Enalapril and treadmill running reduce adiposity, but only the latter causes adipose tissue browning in mice

This study investigated whether regulation of the renin–angiotensin system (RAS) by enalapril and/or aerobic exercise training (AET) causes browning of the subcutaneous white adipose tissue (sWAT). C57BL/6 mice were fed either a standard chow or a high‐fat (HF) diet for 16 weeks. At Week 8, HF‐fed animals were divided into sedentary (HF), enalapril (HF‐E), AET (HF‐T), and enalapril plus AET (HF‐ET) groups. Subsequently, sWAT was extracted for morphometry, determination of RAS expression, and biomarkers of WAT browning.
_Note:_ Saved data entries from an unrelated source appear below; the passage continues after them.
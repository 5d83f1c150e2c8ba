pub mod migrations;
pub mod models;
pub mod queries;

use anyhow::Result;
use rusqlite::Connection;
use std::path::Path;
use std::sync::Mutex;
use tracing::info;

pub struct Database {
    conn: Mutex<Connection>,
}

impl Database {
    pub fn open(path: &Path) -> Result<Self> {
        let conn = Connection::open(path)?;

        // WAL mode for concurrent reads
        conn.pragma_update(None, "journal_mode", "WAL")?;
        conn.pragma_update(None, "foreign_keys", "ON")?;

        migrations::run(&conn)?;

        info!("Database opened at {}", path.display());
        Ok(Self {
            conn: Mutex::new(conn),
        })
    }

    /// In-memory database for tests.
    pub fn open_in_memory() -> Result<Self> {
        let conn = Connection::open_in_memory()?;
        conn.pragma_update(None, "foreign_keys", "ON")?;

        migrations::run(&conn)?;

        Ok(Self {
            conn: Mutex::new(conn),
        })
    }

    pub fn with_conn<F, T>(&self, f: F) -> Result<T>
    where
        F: FnOnce(&Connection) -> Result<T>,
    {
        let conn = self.conn.lock().map_err(|e| anyhow::anyhow!("DB lock poisoned: {}", e))?;
        f(&conn)
    }

    pub fn with_conn_mut<F, T>(&self, f: F) -> Result<T>
    where
        F: FnOnce(&Connection) -> Result<T>,
    {
        let conn = self.conn.lock().map_err(|e| anyhow::anyhow!("DB lock poisoned: {}", e))?;
        f(&conn)
    }
}
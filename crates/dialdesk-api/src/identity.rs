use reqwest::Client;
use serde::Deserialize;
use thiserror::Error;
use tracing::debug;

#[derive(Debug, Error)]
pub enum IdentityError {
    /// The provider rejected the assertion outright.
    #[error("Identity assertion rejected: {0}")]
    Rejected(String),
    /// The token is valid but was issued for a different client.
    #[error("Identity token audience mismatch")]
    Audience,
    #[error(transparent)]
    Http(#[from] reqwest::Error),
}

/// A verified external identity, ready to be resolved to a local user.
#[derive(Debug, Clone)]
pub struct ExternalProfile {
    pub subject: String,
    pub email: Option<String>,
    pub display_name: Option<String>,
}

/// Capability: exchange an external assertion (an ID token) for a verified
/// profile. Route handlers call this directly; no strategy registration, no
/// serialize/deserialize hooks.
#[allow(async_fn_in_trait)]
pub trait IdentityProvider {
    async fn exchange(&self, assertion: &str) -> Result<ExternalProfile, IdentityError>;
}

const TOKENINFO_URL: &str = "https://oauth2.googleapis.com/tokeninfo";

/// Verifies Google ID tokens against the tokeninfo endpoint. The dashboard
/// runs the OAuth dance in the browser and posts the resulting ID token.
#[derive(Debug, Clone)]
pub struct GoogleIdentity {
    client_id: String,
    http: Client,
}

#[derive(Debug, Deserialize)]
struct TokenInfo {
    aud: String,
    sub: String,
    email: Option<String>,
    name: Option<String>,
}

impl GoogleIdentity {
    pub fn new(client_id: String) -> Self {
        Self {
            client_id,
            http: Client::new(),
        }
    }
}

impl IdentityProvider for GoogleIdentity {
    async fn exchange(&self, assertion: &str) -> Result<ExternalProfile, IdentityError> {
        let response = self
            .http
            .get(TOKENINFO_URL)
            .query(&[("id_token", assertion)])
            .send()
            .await?;

        if !response.status().is_success() {
            let body = response.text().await.unwrap_or_default();
            return Err(IdentityError::Rejected(body));
        }

        let info: TokenInfo = response.json().await?;
        if info.aud != self.client_id {
            return Err(IdentityError::Audience);
        }

        debug!("Verified Google identity for subject {}", info.sub);

        Ok(ExternalProfile {
            subject: info.sub,
            email: info.email,
            display_name: info.name,
        })
    }
}
use anyhow::{Context, Result};

/// Process configuration, read once at startup. No hot reload.
#[derive(Debug, Clone)]
pub struct Config {
    pub host: String,
    pub port: u16,
    pub db_path: String,
    /// Fallback provider key for users with no stored key.
    pub vapi_private_key: Option<String>,
    /// Shared secret for the call-logging webhook.
    pub webhook_key: Option<String>,
    /// Allowed CORS origins; empty means permissive (development).
    pub cors_origins: Vec<String>,
    pub google_client_id: Option<String>,
}

impl Config {
    pub fn from_env() -> Result<Self> {
        let host = std::env::var("DIALDESK_HOST").unwrap_or_else(|_| "0.0.0.0".into());
        let port = std::env::var("DIALDESK_PORT")
            .unwrap_or_else(|_| "5001".into())
            .parse()
            .context("DIALDESK_PORT must be a port number")?;
        let db_path = std::env::var("DIALDESK_DB_PATH").unwrap_or_else(|_| "dialdesk.db".into());

        let cors_origins = std::env::var("DIALDESK_CORS_ORIGINS")
            .map(|raw| {
                raw.split(',')
                    .map(|origin| origin.trim().to_string())
                    .filter(|origin| !origin.is_empty())
                    .collect()
            })
            .unwrap_or_default();

        Ok(Self {
            host,
            port,
            db_path,
            vapi_private_key: env_opt("VAPI_PRIVATE_KEY"),
            webhook_key: env_opt("DIALDESK_WEBHOOK_KEY"),
            cors_origins,
            google_client_id: env_opt("GOOGLE_CLIENT_ID"),
        })
    }
}

fn env_opt(name: &str) -> Option<String> {
    std::env::var(name).ok().filter(|value| !value.is_empty())
}
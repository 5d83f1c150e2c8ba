//! End-to-end tests over the real route table, backed by an in-memory
//! database. No network: the provider proxy paths are only exercised up to
//! their fail-fast configuration checks.

use std::sync::Arc;

use axum::Router;
use axum::body::Body;
use axum::http::{Request, StatusCode, header};
use http_body_util::BodyExt;
use serde_json::{Value, json};
use tower::ServiceExt;

use dialdesk_api::auth::{AppState, AppStateInner};

const WEBHOOK_KEY: &str = "test-webhook-key";

fn test_app() -> Router {
    let state: AppState = Arc::new(AppStateInner {
        db: dialdesk_db::Database::open_in_memory().expect("in-memory db"),
        vapi_private_key: None,
        webhook_key: Some(WEBHOOK_KEY.into()),
        identity: None,
    });

    dialdesk_api::router(state)
}

async fn send(
    app: &Router,
    method: &str,
    uri: &str,
    token: Option<&str>,
    body: Option<Value>,
) -> (StatusCode, Value) {
    let mut builder = Request::builder().method(method).uri(uri);
    if let Some(token) = token {
        builder = builder.header(header::AUTHORIZATION, format!("Bearer {}", token));
    }

    let request = match body {
        Some(body) => builder
            .header(header::CONTENT_TYPE, "application/json")
            .body(Body::from(body.to_string()))
            .unwrap(),
        None => builder.body(Body::empty()).unwrap(),
    };

    let response = app.clone().oneshot(request).await.unwrap();
    let status = response.status();
    let bytes = response.into_body().collect().await.unwrap().to_bytes();
    let value = if bytes.is_empty() {
        Value::Null
    } else {
        serde_json::from_slice(&bytes).unwrap()
    };

    (status, value)
}

async fn signup(app: &Router, username: &str) -> String {
    let (status, body) = send(
        app,
        "POST",
        "/api/auth/signup",
        None,
        Some(json!({ "username": username, "password": "hunter2hunter2" })),
    )
    .await;

    assert_eq!(status, StatusCode::CREATED);
    body["token"].as_str().expect("token in signup response").to_string()
}

async fn log_call(app: &Router, key: &str, body: Value) -> (StatusCode, Value) {
    let request = Request::builder()
        .method("POST")
        .uri("/api/logCall")
        .header(header::CONTENT_TYPE, "application/json")
        .header("x-api-key", key)
        .body(Body::from(body.to_string()))
        .unwrap();

    let response = app.clone().oneshot(request).await.unwrap();
    let status = response.status();
    let bytes = response.into_body().collect().await.unwrap().to_bytes();
    (status, serde_json::from_slice(&bytes).unwrap())
}

#[tokio::test]
async fn signup_succeeds_once_then_conflicts() {
    let app = test_app();

    let (status, body) = send(
        &app,
        "POST",
        "/api/auth/signup",
        None,
        Some(json!({ "username": "alice", "password": "hunter2hunter2" })),
    )
    .await;
    assert_eq!(status, StatusCode::CREATED);
    assert_eq!(body["user"]["username"], "alice");
    assert_eq!(body["token"].as_str().unwrap().len(), 96);

    let (status, body) = send(
        &app,
        "POST",
        "/api/auth/signup",
        None,
        Some(json!({ "username": "alice", "password": "hunter2hunter2" })),
    )
    .await;
    assert_eq!(status, StatusCode::BAD_REQUEST);
    assert_eq!(body["message"], "Username already exists");
}

#[tokio::test]
async fn signup_validates_input() {
    let app = test_app();

    let (status, _) = send(
        &app,
        "POST",
        "/api/auth/signup",
        None,
        Some(json!({ "username": "al", "password": "hunter2hunter2" })),
    )
    .await;
    assert_eq!(status, StatusCode::BAD_REQUEST);

    let (status, _) = send(
        &app,
        "POST",
        "/api/auth/signup",
        None,
        Some(json!({ "username": "alice", "password": "short" })),
    )
    .await;
    assert_eq!(status, StatusCode::BAD_REQUEST);
}

#[tokio::test]
async fn login_rejects_bad_credentials() {
    let app = test_app();
    signup(&app, "alice").await;

    let (status, _) = send(
        &app,
        "POST",
        "/api/auth/login",
        None,
        Some(json!({ "username": "alice", "password": "wrong-password" })),
    )
    .await;
    assert_eq!(status, StatusCode::UNAUTHORIZED);

    let (status, _) = send(
        &app,
        "POST",
        "/api/auth/login",
        None,
        Some(json!({ "username": "nobody", "password": "hunter2hunter2" })),
    )
    .await;
    assert_eq!(status, StatusCode::UNAUTHORIZED);

    let (status, body) = send(
        &app,
        "POST",
        "/api/auth/login",
        None,
        Some(json!({ "username": "alice", "password": "hunter2hunter2" })),
    )
    .await;
    assert_eq!(status, StatusCode::OK);
    assert!(body["token"].as_str().is_some());
}

#[tokio::test]
async fn protected_routes_require_a_valid_session() {
    let app = test_app();

    let (status, _) = send(&app, "GET", "/api/stats", None, None).await;
    assert_eq!(status, StatusCode::UNAUTHORIZED);

    let (status, _) = send(&app, "GET", "/api/stats", Some("not-a-real-token"), None).await;
    assert_eq!(status, StatusCode::UNAUTHORIZED);

    let token = signup(&app, "alice").await;
    let (status, _) = send(&app, "GET", "/api/stats", Some(&token), None).await;
    assert_eq!(status, StatusCode::OK);
}

#[tokio::test]
async fn bearer_prefix_is_optional() {
    let app = test_app();
    let token = signup(&app, "alice").await;

    let request = Request::builder()
        .method("GET")
        .uri("/api/calls")
        .header(header::AUTHORIZATION, token)
        .body(Body::empty())
        .unwrap();

    let response = app.clone().oneshot(request).await.unwrap();
    assert_eq!(response.status(), StatusCode::OK);
}

#[tokio::test]
async fn logout_invalidates_the_token() {
    let app = test_app();
    let token = signup(&app, "alice").await;

    let (status, _) = send(&app, "GET", "/api/calls", Some(&token), None).await;
    assert_eq!(status, StatusCode::OK);

    let (status, body) = send(&app, "POST", "/api/auth/logout", Some(&token), None).await;
    assert_eq!(status, StatusCode::OK);
    assert_eq!(body["ok"], true);

    let (status, _) = send(&app, "GET", "/api/calls", Some(&token), None).await;
    assert_eq!(status, StatusCode::UNAUTHORIZED);
}

#[tokio::test]
async fn settings_start_empty_and_merge_per_field() {
    let app = test_app();
    let token = signup(&app, "alice").await;

    let (status, body) = send(&app, "GET", "/api/settings", Some(&token), None).await;
    assert_eq!(status, StatusCode::OK);
    assert_eq!(body, json!({}));

    let (status, body) = send(
        &app,
        "PUT",
        "/api/settings",
        Some(&token),
        Some(json!({ "assistantId": "asst-1" })),
    )
    .await;
    assert_eq!(status, StatusCode::OK);
    assert_eq!(body["assistantId"], "asst-1");

    // Updating another field leaves assistantId untouched.
    let (status, body) = send(
        &app,
        "PUT",
        "/api/settings",
        Some(&token),
        Some(json!({ "phoneNumberId": "pn-1" })),
    )
    .await;
    assert_eq!(status, StatusCode::OK);
    assert_eq!(body["assistantId"], "asst-1");
    assert_eq!(body["phoneNumberId"], "pn-1");

    let (_, body) = send(&app, "GET", "/api/settings", Some(&token), None).await;
    assert_eq!(body["assistantId"], "asst-1");
    assert_eq!(body["phoneNumberId"], "pn-1");
}

#[tokio::test]
async fn webhook_rejects_bad_keys_and_bad_payloads() {
    let app = test_app();

    let (status, body) = log_call(
        &app,
        WEBHOOK_KEY,
        json!({ "name": "Jane", "status": "completed" }),
    )
    .await;
    assert_eq!(status, StatusCode::CREATED);
    assert!(body["callId"].as_str().is_some());

    let (status, _) = log_call(
        &app,
        "wrong-key",
        json!({ "name": "Jane", "status": "completed" }),
    )
    .await;
    assert_eq!(status, StatusCode::UNAUTHORIZED);

    let (status, _) = log_call(&app, WEBHOOK_KEY, json!({ "name": "", "status": "completed" })).await;
    assert_eq!(status, StatusCode::BAD_REQUEST);
}

#[tokio::test]
async fn stats_aggregate_the_logged_calls() {
    let app = test_app();
    let token = signup(&app, "alice").await;

    for (name, status) in [
        ("a", "completed"),
        ("b", "completed"),
        ("c", "pending"),
        ("d", "failed"),
        ("e", "voicemail"),
    ] {
        let (code, _) = log_call(&app, WEBHOOK_KEY, json!({ "name": name, "status": status })).await;
        assert_eq!(code, StatusCode::CREATED);
    }

    let (status, body) = send(&app, "GET", "/api/stats", Some(&token), None).await;
    assert_eq!(status, StatusCode::OK);
    assert_eq!(body["totalCalls"], 5);
    assert_eq!(body["completedCalls"], 2);
    assert_eq!(body["pendingCalls"], 1);
    assert_eq!(body["failedCalls"], 1);
    assert_eq!(body["successRate"], 40);

    let (status, body) = send(&app, "GET", "/api/calls", Some(&token), None).await;
    assert_eq!(status, StatusCode::OK);
    assert_eq!(body.as_array().unwrap().len(), 5);
    // Newest first.
    assert_eq!(body[0]["name"], "e");

    let (status, body) = send(&app, "GET", "/api/calls/search?q=a", Some(&token), None).await;
    assert_eq!(status, StatusCode::OK);
    let names: Vec<&str> = body
        .as_array()
        .unwrap()
        .iter()
        .map(|call| call["name"].as_str().unwrap())
        .collect();
    assert!(names.contains(&"a"));
    assert!(!names.contains(&"b"));
}

#[tokio::test]
async fn empty_stats_have_zero_success_rate() {
    let app = test_app();
    let token = signup(&app, "alice").await;

    let (status, body) = send(&app, "GET", "/api/stats", Some(&token), None).await;
    assert_eq!(status, StatusCode::OK);
    assert_eq!(body["totalCalls"], 0);
    assert_eq!(body["successRate"], 0);
}

#[tokio::test]
async fn provider_proxy_fails_fast_without_a_key() {
    let app = test_app();
    let token = signup(&app, "alice").await;

    let (status, body) = send(&app, "GET", "/api/vapi/calls", Some(&token), None).await;
    assert_eq!(status, StatusCode::INTERNAL_SERVER_ERROR);
    assert!(body["message"].as_str().unwrap().contains("private key"));
}

#[tokio::test]
async fn assistant_lookup_without_any_id_is_a_config_error() {
    let app = test_app();
    let token = signup(&app, "alice").await;

    let (status, body) = send(&app, "GET", "/api/vapi/assistant", Some(&token), None).await;
    assert_eq!(status, StatusCode::INTERNAL_SERVER_ERROR);
    assert!(body["message"].as_str().unwrap().contains("assistant id"));
}

#[tokio::test]
async fn google_login_without_configuration_is_rejected() {
    let app = test_app();

    let (status, body) = send(
        &app,
        "POST",
        "/api/auth/google",
        None,
        Some(json!({ "idToken": "irrelevant" })),
    )
    .await;
    assert_eq!(status, StatusCode::INTERNAL_SERVER_ERROR);
    assert!(body["message"].as_str().unwrap().contains("not configured"));
}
The HF group displayed adipocyte hypertrophy and induction of the classical RAS axis. Conversely, all interventions reduced adiposity and induced the counterregulatory RAS axis. However, only AET raised plasma irisin, increased peroxisome proliferator‐activated receptor‐γ coactivator‐1α, and uncoupling protein‐1 levels, and the expression of PR‐domain containing 16 in sWAT. Therefore, we concluded that AET‐induced sWAT browning was independent of the counterregulatory axis shifting of RAS in HF diet‐induced obesity. Angiotensin‐converting enzyme inhibitor (ACEi) and aerobic exercise training (AET) reduce adiposity and induce ACE2/MAS receptor axis of adipose renin–angiotensin system (RAS) in diet‐induced obesity. Adipose tissue browning is independent of the counterregulatory axis shifting of RAS. AET alone upregulates plasma irisin and induces adipose tissue browning.